Among those who believe hydrothermal vents were the cradle of life is Everett Shock of Washington
University in St. Louis. He argues that the mix of high heat and cold seawater in the vent
environment led to the formation of the first organic compounds. Gunter Wächtershä
usen, a lawyer in Munich, has theorized that the formation of pyrite in ancient vents from sulfur
and iron could have produced energy to force organic compounds to combine, leading eventually to
the creation of life.

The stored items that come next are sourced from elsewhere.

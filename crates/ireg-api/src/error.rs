//! # API Error Types
//!
//! Structured error type implementing `axum::response::IntoResponse`.
//! Maps registry failures to HTTP status codes by category and returns a
//! JSON body with code, message and, for registry failures, the stable
//! failure reason in `details.reason`. Internal error messages are logged,
//! never returned.

use axum::http::StatusCode;
use axum::response::{IntoResponse, Response};
use axum::Json;
use ireg_registry::{ErrorCategory, RegistryError};
use serde::{Deserialize, Serialize};
use thiserror::Error;

/// Structured JSON error response body.
#[derive(Debug, Serialize, Deserialize)]
pub struct ErrorBody {
    pub error: ErrorDetail,
}

/// Inner error detail.
#[derive(Debug, Serialize, Deserialize)]
pub struct ErrorDetail {
    /// Machine-readable error code (e.g., "FORBIDDEN", "CONFLICT").
    pub code: String,
    /// Human-readable error message.
    pub message: String,
    /// Additional details, present only for client errors.
    #[serde(skip_serializing_if = "Option::is_none")]
    pub details: Option<serde_json::Value>,
}

/// Application-level error type that implements [`IntoResponse`] for Axum.
#[derive(Error, Debug)]
pub enum AppError {
    /// Request validation failed (422).
    #[error("validation error: {0}")]
    Validation(String),

    /// Request body or query could not be parsed (400).
    #[error("bad request: {0}")]
    BadRequest(String),

    /// Authentication failure — missing or invalid token (401).
    #[error("unauthorized: {0}")]
    Unauthorized(String),

    /// A registry call was rejected. Status follows the error category;
    /// internal failures answer 500 with the message logged, not returned.
    #[error(transparent)]
    Registry(#[from] RegistryError),
}

impl AppError {
    /// Return the HTTP status code and machine-readable error code for this error.
    fn status_and_code(&self) -> (StatusCode, &'static str) {
        match self {
            Self::Validation(_) => (StatusCode::UNPROCESSABLE_ENTITY, "VALIDATION_ERROR"),
            Self::BadRequest(_) => (StatusCode::BAD_REQUEST, "BAD_REQUEST"),
            Self::Unauthorized(_) => (StatusCode::UNAUTHORIZED, "UNAUTHORIZED"),
            Self::Registry(err) => registry_status(err),
        }
    }

    fn is_internal(&self) -> bool {
        matches!(self, Self::Registry(err) if err.category() == ErrorCategory::Internal)
    }
}

fn registry_status(err: &RegistryError) -> (StatusCode, &'static str) {
    match err {
        RegistryError::NotInitialized => (StatusCode::SERVICE_UNAVAILABLE, "SERVICE_UNAVAILABLE"),
        RegistryError::AlreadyInitialized => (StatusCode::CONFLICT, "CONFLICT"),
        RegistryError::InvalidFounder(_) => (StatusCode::UNPROCESSABLE_ENTITY, "VALIDATION_ERROR"),
        other => match other.category() {
            ErrorCategory::Unauthorized => (StatusCode::FORBIDDEN, "FORBIDDEN"),
            ErrorCategory::InvalidStateTransition
            | ErrorCategory::DuplicateMembership
            | ErrorCategory::SelfRemoval
            | ErrorCategory::Bootstrap => (StatusCode::CONFLICT, "CONFLICT"),
            ErrorCategory::MissingMembership => (StatusCode::NOT_FOUND, "NOT_FOUND"),
            ErrorCategory::Internal => (StatusCode::INTERNAL_SERVER_ERROR, "INTERNAL_ERROR"),
        },
    }
}

impl IntoResponse for AppError {
    fn into_response(self) -> Response {
        let (status, code) = self.status_and_code();

        if self.is_internal() {
            tracing::error!(error = %self, "internal server error");
            let body = ErrorBody {
                error: ErrorDetail {
                    code: code.to_string(),
                    message: "An internal error occurred".to_string(),
                    details: None,
                },
            };
            return (status, Json(body)).into_response();
        }

        let details = match &self {
            Self::Registry(err) => Some(serde_json::json!({
                "reason": err.reason(),
                "category": err.category(),
            })),
            _ => None,
        };

        let body = ErrorBody {
            error: ErrorDetail {
                code: code.to_string(),
                message: self.to_string(),
                details,
            },
        };

        (status, Json(body)).into_response()
    }
}

/// Convert identifier validation errors to API errors.
impl From<ireg_core::ValidationError> for AppError {
    fn from(err: ireg_core::ValidationError) -> Self {
        Self::Validation(err.to_string())
    }
}
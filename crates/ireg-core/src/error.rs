//! # Error Hierarchy
//!
//! Leaf error types for the identity registry, built with `thiserror`.
//! Higher layers (`ireg-state`, `ireg-registry`, `ireg-api`) wrap these.

use thiserror::Error;

/// Errors during canonical serialization.
#[derive(Error, Debug)]
pub enum CanonicalizationError {
    /// Float values are not permitted in canonical representations.
    /// Counters and sequence numbers must be integers.
    #[error("float values are not permitted in canonical representations: {0}")]
    FloatRejected(f64),

    /// JSON serialization failed during canonicalization.
    #[error("serialization failed: {0}")]
    SerializationFailed(#[from] serde_json::Error),
}

/// Validation errors for domain primitive newtypes.
///
/// Each identifier type enforces format constraints at construction time.
/// These errors carry the rejected input so that operators can diagnose
/// malformed requests without guesswork.
#[derive(Error, Debug, Clone, PartialEq, Eq)]
pub enum ValidationError {
    /// Principal identifier is empty, too long, or contains whitespace or
    /// control characters.
    #[error("invalid principal identifier: \"{0}\" (expected 1-256 bytes, no whitespace)")]
    InvalidPrincipal(String),

    /// Credential digest is not a 64-byte hex string.
    #[error("invalid credential digest: \"{0}\" (expected 128 hex chars, optional 0x prefix)")]
    InvalidDigest(String),
}
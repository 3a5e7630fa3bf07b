//! # ireg-registry — Role-Gated Identity Registry
//!
//! The authorization-and-state-machine engine: who may change the status
//! of an identity or a credential, and what changes are legal.
//!
//! ## Components
//!
//! - [`RoleStore`] (`roles.rs`): the administrator and platform-wallet sets.
//! - [`DidLedger`] / [`VcLedger`] (`ledger.rs`): status per principal and
//!   status plus usage count per credential digest.
//! - [`AuditLog`] (`audit.rs`): append-only, SHA-256 hash-chained record of
//!   every successful mutation, delivered to injected [`AuditSink`]s.
//! - [`Registry`] (`registry.rs`): the single entry point. Every mutation
//!   runs authorize → check state → mutate → emit under one write lock and
//!   either commits all four steps or none of them.
//!
//! ## Caller identity
//!
//! There is no ambient "current caller". Every mutating call takes a
//! [`CallerIdentity`] established by the transport layer.

pub mod audit;
pub mod caller;
pub mod error;
pub mod ledger;
pub mod registry;
pub mod role;
pub mod roles;

pub use audit::{
    verify_records, AuditEvent, AuditLog, AuditRecord, AuditSink, ChainIntegrity, MemorySink,
    TracingSink,
};
pub use caller::CallerIdentity;
pub use error::{ErrorCategory, FailureReason, RegistryError};
pub use ledger::{DidLedger, VcLedger};
pub use registry::{Registry, RegistrySnapshot, VcStatusReport};
pub use role::{Operation, Role};
pub use roles::RoleStore;

// Re-exported so downstream crates can name statuses without a direct
// dependency on the state crate.
pub use ireg_state::{DidStatus, RecordKind, TransitionError, VcStatus};
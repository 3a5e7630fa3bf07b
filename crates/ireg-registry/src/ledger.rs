//! # DID and VC Ledgers
//!
//! Sparse maps from key to status. A key with no entry reads as the
//! default record (`INACTIVE`, zero usage). Entries are never deleted;
//! `TERMINATED` is kept as a tombstone.

use std::collections::HashMap;

use ireg_core::{CredentialDigest, Principal};
use ireg_state::{DidStatus, VcRecord};

/// DID status per principal.
#[derive(Debug, Clone, Default, PartialEq, Eq)]
pub struct DidLedger {
    records: HashMap<Principal, DidStatus>,
}

impl DidLedger {
    /// An empty ledger.
    pub fn new() -> Self {
        Self::default()
    }

    /// Current status; `INACTIVE` when never seen.
    pub fn status(&self, id: &Principal) -> DidStatus {
        self.records.get(id).copied().unwrap_or_default()
    }

    /// Store a new status.
    pub fn set(&mut self, id: Principal, status: DidStatus) {
        self.records.insert(id, status);
    }

    /// Number of principals that have ever been registered.
    pub fn len(&self) -> usize {
        self.records.len()
    }

    /// Whether no principal has ever been registered.
    pub fn is_empty(&self) -> bool {
        self.records.is_empty()
    }

    /// Number of records currently in `status`.
    pub fn count_in(&self, status: DidStatus) -> usize {
        self.records.values().filter(|s| **s == status).count()
    }
}

/// VC status and usage count per credential digest.
#[derive(Debug, Clone, Default, PartialEq, Eq)]
pub struct VcLedger {
    records: HashMap<CredentialDigest, VcRecord>,
}

impl VcLedger {
    /// An empty ledger.
    pub fn new() -> Self {
        Self::default()
    }

    /// Current record; `(INACTIVE, 0)` when never seen.
    pub fn record(&self, hash: &CredentialDigest) -> VcRecord {
        self.records.get(hash).copied().unwrap_or_default()
    }

    /// Store a new record.
    pub fn set(&mut self, hash: CredentialDigest, record: VcRecord) {
        self.records.insert(hash, record);
    }

    /// Number of digests that have ever been issued.
    pub fn len(&self) -> usize {
        self.records.len()
    }

    /// Whether no digest has ever been issued.
    pub fn is_empty(&self) -> bool {
        self.records.is_empty()
    }

    /// Number of records currently in `status`.
    pub fn count_in(&self, status: ireg_state::VcStatus) -> usize {
        self.records.values().filter(|r| r.status == status).count()
    }
}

Waechtershaeusen and Claudia Huber of the Technical University of Munich
hypothesized recently that metal sulfides of black smokers could act as catalysts in the first
step toward building organic molecules. Geologist Cornel de Ronde of the University of Otago in
New Zealand and chemist Thomas Ebbesen of Nippon Institute at Princeton believe life in hydrothermal
vents began well before 3.2 billion years ago. Using
electron ionization mass spectroscopy, they found few differences when they compared organic
compounds from current vents with biologically diverse vents fossilized in 3.2-billion-year-old
greenstone from South Africa.
Some astrogeologists and astrobiologists expect to find life-incubating hydrothermal vents on other
planets where there are, or were, both liquid water and volcanic activity. Mars and Jupiter's moon
Europa are two good candidates. NASA's Galileo spacecraft has sent back photos of intriguing
patterns on Europa's surface. To some scientists, the patterns appear to be similar to new crust
on our planet's Mid-Ocean Ridge, while others interpret them as evidence of ice flow on a liquid sea
that may be above a hot, rocky interior. Liquid water plus hot rocks are likely to equal hydrothermal
vents.
Answers to the possible relation of life origins in our deep ocean vents and deep space await further
space probes. In January 1999, NASA plans to launch Deep Space 2, or the Mars Microprobe Project,
to pierce below the red planet's surface to test for water ice and minerals below the surface.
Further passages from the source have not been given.